INSTRUCTIONS FOR THE TASK:
Copy out all the data, word for word.

SUPPLIED ENTRIES:

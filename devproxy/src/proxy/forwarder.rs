use crate::error::{Error, Result};
use hyper::client::HttpConnector;
use hyper::header::{self, HeaderMap, HeaderName, HeaderValue};
use hyper::http::Version;
use hyper::{Body, Client, Request, Response, StatusCode, upgrade};
use hyper_tls::HttpsConnector;
use log::{debug, error};
use std::net::IpAddr;
use std::time::Duration;

pub type UpstreamClient = Client<HttpsConnector<HttpConnector>, Body>;

// Headers that describe a single connection and must not be forwarded
const HOP_HEADERS: [&str; 8] = ["connection", "keep-alive", "proxy-authenticate", "proxy-authorization", "te", "trailers", "transfer-encoding", "upgrade"];

const X_FORWARDED_FOR: &str = "x-forwarded-for";

/// HTTP/1.1 client able to reach both `http` and `https` origins.
pub fn build_client() -> UpstreamClient {
    let https = HttpsConnector::new();
    Client::builder().build::<_, Body>(https)
}

/// Check if the request is a WebSocket upgrade request
pub fn is_websocket(req: &Request<Body>) -> bool {
    let has_upgrade_ws =
        req.headers().get(header::UPGRADE).and_then(|v| v.to_str().ok()).map(|v| v.eq_ignore_ascii_case("websocket")).unwrap_or(false);
    let has_connection_upgrade =
        req.headers().get(header::CONNECTION).and_then(|v| v.to_str().ok()).map(|v| v.to_ascii_lowercase().contains("upgrade")).unwrap_or(false);
    has_upgrade_ws && has_connection_upgrade
}

/// Strip hop-by-hop headers, including any named by the `Connection` header itself.
pub fn remove_hop_headers(headers: &mut HeaderMap) {
    let listed: Vec<HeaderName> = headers
        .get_all(header::CONNECTION)
        .iter()
        .filter_map(|v| v.to_str().ok())
        .flat_map(|v| v.split(','))
        .filter_map(|name| HeaderName::from_bytes(name.trim().as_bytes()).ok())
        .collect();
    for name in listed {
        headers.remove(name);
    }
    for name in HOP_HEADERS {
        headers.remove(name);
    }
}

/// Append the client address to `X-Forwarded-For`.
pub fn append_forwarded_for(headers: &mut HeaderMap, client_ip: IpAddr) {
    let value = match headers.get(X_FORWARDED_FOR).and_then(|v| v.to_str().ok()) {
        Some(existing) => format!("{}, {}", existing, client_ip),
        None => client_ip.to_string(),
    };
    if let Ok(value) = HeaderValue::from_str(&value) {
        headers.insert(X_FORWARDED_FOR, value);
    }
}

/// Send an already-rewritten request upstream and return the upstream response.
///
/// The request URI must be absolute. WebSocket upgrades keep their `Upgrade` and
/// `Connection` headers and, on `101`, both sides are spliced together.
pub async fn forward(client: &UpstreamClient, client_ip: IpAddr, mut req: Request<Body>, timeout: Duration) -> Result<Response<Body>> {
    let target = req.uri().to_string();
    let websocket = is_websocket(&req);
    let client_upgrade = websocket.then(|| upgrade::on(&mut req));

    let upgrade_headers = if websocket {
        (req.headers().get(header::UPGRADE).cloned(), req.headers().get(header::CONNECTION).cloned())
    } else {
        (None, None)
    };
    remove_hop_headers(req.headers_mut());
    if let (Some(upgrade_value), Some(connection)) = upgrade_headers {
        req.headers_mut().insert(header::UPGRADE, upgrade_value);
        req.headers_mut().insert(header::CONNECTION, connection);
    }
    append_forwarded_for(req.headers_mut(), client_ip);
    *req.version_mut() = Version::HTTP_11;

    debug!("Upstream request: {} {}", req.method(), target);
    let mut response = match tokio::time::timeout(timeout, client.request(req)).await {
        Ok(Ok(response)) => response,
        Ok(Err(source)) => return Err(Error::Upstream { target, source }),
        Err(_) => return Err(Error::UpstreamTimeout(timeout.as_secs())),
    };

    if let Some(client_upgrade) = client_upgrade {
        if response.status() == StatusCode::SWITCHING_PROTOCOLS {
            let upstream_upgrade = upgrade::on(&mut response);
            tokio::spawn(async move {
                match tokio::try_join!(client_upgrade, upstream_upgrade) {
                    Ok((mut downstream, mut upstream)) => {
                        if let Err(e) = tokio::io::copy_bidirectional(&mut downstream, &mut upstream).await {
                            debug!("WebSocket tunnel to {} closed: {}", target, e);
                        }
                    }
                    Err(e) => error!("WebSocket upgrade for {} failed: {}", target, e),
                }
            });
            return Ok(response);
        }
    }

    remove_hop_headers(response.headers_mut());
    Ok(response)
}
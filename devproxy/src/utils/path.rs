/// Lexically clean a URL path: collapse duplicate slashes, resolve `.` and `..`.
/// The result is always rooted; `..` never climbs above `/`. A trailing slash is kept.
/// Dot segments written with `%2e` count as dot segments.
pub fn normalize_path(path: &str) -> String {
    let mut segments: Vec<&str> = Vec::new();
    let mut ends_in_dir = false;
    for segment in path.split('/') {
        ends_in_dir = false;
        match dot_segment(segment) {
            Some(DotSegment::Current) => ends_in_dir = true,
            Some(DotSegment::Parent) => {
                segments.pop();
                ends_in_dir = true;
            }
            None if segment.is_empty() => ends_in_dir = true,
            None => segments.push(segment),
        }
    }
    let mut cleaned = format!("/{}", segments.join("/"));
    if ends_in_dir && !cleaned.ends_with('/') {
        cleaned.push('/');
    }
    cleaned
}

enum DotSegment {
    Current,
    Parent,
}

fn dot_segment(segment: &str) -> Option<DotSegment> {
    match segment.to_ascii_lowercase().replace("%2e", ".").as_str() {
        "." => Some(DotSegment::Current),
        ".." => Some(DotSegment::Parent),
        _ => None,
    }
}

/// Return the part of `path` below `prefix`, rooted at `/`, or None when `path` is outside it.
/// `path` is expected to be normalized already.
pub fn strip_prefix_rooted(path: &str, prefix: &str) -> Option<String> {
    let prefix = prefix.trim_end_matches('/');
    if prefix.is_empty() {
        return Some(path.to_string());
    }
    let rest = path.strip_prefix(prefix)?;
    if rest.is_empty() {
        Some("/".to_string())
    } else if rest.starts_with('/') {
        Some(rest.to_string())
    } else {
        // "/apple" is not under "/app"
        None
    }
}

/// Join two path pieces with exactly one slash between them.
pub fn join_paths(base: &str, rest: &str) -> String {
    match (base.ends_with('/'), rest.starts_with('/')) {
        (true, true) => format!("{}{}", base, &rest[1..]),
        (false, false) => format!("{}/{}", base, rest),
        _ => format!("{}{}", base, rest),
    }
}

SOLUTION TO THIS EXERCISE:
filename devproxy/src/proxy/forwarder.rs
use crate::error::{Error, Result};
use hyper::client::HttpConnector;
use hyper::header::{self, HeaderMap, HeaderName, HeaderValue};
use hyper::http::Version;
use hyper::{Body, Client, Request, Response, StatusCode, upgrade};
use hyper_tls::HttpsConnector;
use log::{debug, error};
use std::net::IpAddr;
use std::time::Duration;

pub type UpstreamClient = Client<HttpsConnector<HttpConnector>, Body>;

// Headers that describe a single connection and must not be forwarded
const HOP_HEADERS: [&str; 8] = ["connection", "keep-alive", "proxy-authenticate", "proxy-authorization", "te", "trailers", "transfer-encoding", "upgrade"];

const X_FORWARDED_FOR: &str = "x-forwarded-for";

/// HTTP/1.1 client able to reach both `http` and `https` origins.
pub fn build_client() -> UpstreamClient {
    let https = HttpsConnector::new();
    Client::builder().build::<_, Body>(https)
}

/// Check if the request is a WebSocket upgrade request
pub fn is_websocket(req: &Request<Body>) -> bool {
    let has_upgrade_ws =
        req.headers().get(header::UPGRADE).and_then(|v| v.to_str().ok()).map(|v| v.eq_ignore_ascii_case("websocket")).unwrap_or(false);
    let has_connection_upgrade =
        req.headers().get(header::CONNECTION).and_then(|v| v.to_str().ok()).map(|v| v.to_ascii_lowercase().contains("upgrade")).unwrap_or(false);
    has_upgrade_ws && has_connection_upgrade
}

/// Strip hop-by-hop headers, including any named by the `Connection` header itself.
pub fn remove_hop_headers(headers: &mut HeaderMap) {
    let listed: Vec<HeaderName> = headers
        .get_all(header::CONNECTION)
        .iter()
        .filter_map(|v| v.to_str().ok())
        .flat_map(|v| v.split(','))
        .filter_map(|name| HeaderName::from_bytes(name.trim().as_bytes()).ok())
        .collect();
    for name in listed {
        headers.remove(name);
    }
    for name in HOP_HEADERS {
        headers.remove(name);
    }
}

/// Append the client address to `X-Forwarded-For`.
pub fn append_forwarded_for(headers: &mut HeaderMap, client_ip: IpAddr) {
    let value = match headers.get(X_FORWARDED_FOR).and_then(|v| v.to_str().ok()) {
        Some(existing) => format!("{}, {}", existing, client_ip),
        None => client_ip.to_string(),
    };
    if let Ok(value) = HeaderValue::from_str(&value) {
        headers.insert(X_FORWARDED_FOR, value);
    }
}

/// Send an already-rewritten request upstream and return the upstream response.
///
/// The request URI must be absolute. WebSocket upgrades keep their `Upgrade` and
/// `Connection` headers and, on `101`, both sides are spliced together.
pub async fn forward(client: &UpstreamClient, client_ip: IpAddr, mut req: Request<Body>, timeout: Duration) -> Result<Response<Body>> {
    let target = req.uri().to_string();
    let websocket = is_websocket(&req);
    let client_upgrade = websocket.then(|| upgrade::on(&mut req));

    let upgrade_headers = if websocket {
        (req.headers().get(header::UPGRADE).cloned(), req.headers().get(header::CONNECTION).cloned())
    } else {
        (None, None)
    };
    remove_hop_headers(req.headers_mut());
    if let (Some(upgrade_value), Some(connection)) = upgrade_headers {
        req.headers_mut().insert(header::UPGRADE, upgrade_value);
        req.headers_mut().insert(header::CONNECTION, connection);
    }
    append_forwarded_for(req.headers_mut(), client_ip);
    *req.version_mut() = Version::HTTP_11;

    debug!("Upstream request: {} {}", req.method(), target);
    let mut response = match tokio::time::timeout(timeout, client.request(req)).await {
        Ok(Ok(response)) => response,
        Ok(Err(source)) => return Err(Error::Upstream { target, source }),
        Err(_) => return Err(Error::UpstreamTimeout(timeout.as_secs())),
    };

    if let Some(client_upgrade) = client_upgrade {
        if response.status() == StatusCode::SWITCHING_PROTOCOLS {
            let upstream_upgrade = upgrade::on(&mut response);
            tokio::spawn(async move {
                match tokio::try_join!(client_upgrade, upstream_upgrade) {
                    Ok((mut downstream, mut upstream)) => {
                        if let Err(e) = tokio::io::copy_bidirectional(&mut downstream, &mut upstream).await {
                            debug!("WebSocket tunnel to {} closed: {}", target, e);
                        }
                    }
                    Err(e) => error!("WebSocket upgrade for {} failed: {}", target, e),
                }
            });
            return Ok(response);
        }
    }

    remove_hop_headers(response.headers_mut());
    Ok(response)
}
filename devproxy/src/utils/path.rs
/// Lexically clean a URL path: collapse duplicate slashes, resolve `.` and `..`.
/// The result is always rooted; `..` never climbs above `/`. A trailing slash is kept.
/// Dot segments written with `%2e` count as dot segments.
pub fn normalize_path(path: &str) -> String {
    let mut segments: Vec<&str> = Vec::new();
    let mut ends_in_dir = false;
    for segment in path.split('/') {
        ends_in_dir = false;
        match dot_segment(segment) {
            Some(DotSegment::Current) => ends_in_dir = true,
            Some(DotSegment::Parent) => {
                segments.pop();
                ends_in_dir = true;
            }
            None if segment.is_empty() => ends_in_dir = true,
            None => segments.push(segment),
        }
    }
    let mut cleaned = format!("/{}", segments.join("/"));
    if ends_in_dir && !cleaned.ends_with('/') {
        cleaned.push('/');
    }
    cleaned
}

enum DotSegment {
    Current,
    Parent,
}

fn dot_segment(segment: &str) -> Option<DotSegment> {
    match segment.to_ascii_lowercase().replace("%2e", ".").as_str() {
        "." => Some(DotSegment::Current),
        ".." => Some(DotSegment::Parent),
        _ => None,
    }
}

/// Return the part of `path` below `prefix`, rooted at `/`, or None when `path` is outside it.
/// `path` is expected to be normalized already.
pub fn strip_prefix_rooted(path: &str, prefix: &str) -> Option<String> {
    let prefix = prefix.trim_end_matches('/');
    if prefix.is_empty() {
        return Some(path.to_string());
    }
    let rest = path.strip_prefix(prefix)?;
    if rest.is_empty() {
        Some("/".to_string())
    } else if rest.starts_with('/') {
        Some(rest.to_string())
    } else {
        // "/apple" is not under "/app"
        None
    }
}

/// Join two path pieces with exactly one slash between them.
pub fn join_paths(base: &str, rest: &str) -> String {
    match (base.ends_with('/'), rest.starts_with('/')) {
        (true, true) => format!("{}{}", base, &rest[1..]),
        (false, false) => format!("{}/{}", base, rest),
        _ => format!("{}{}", base, rest),
    }
}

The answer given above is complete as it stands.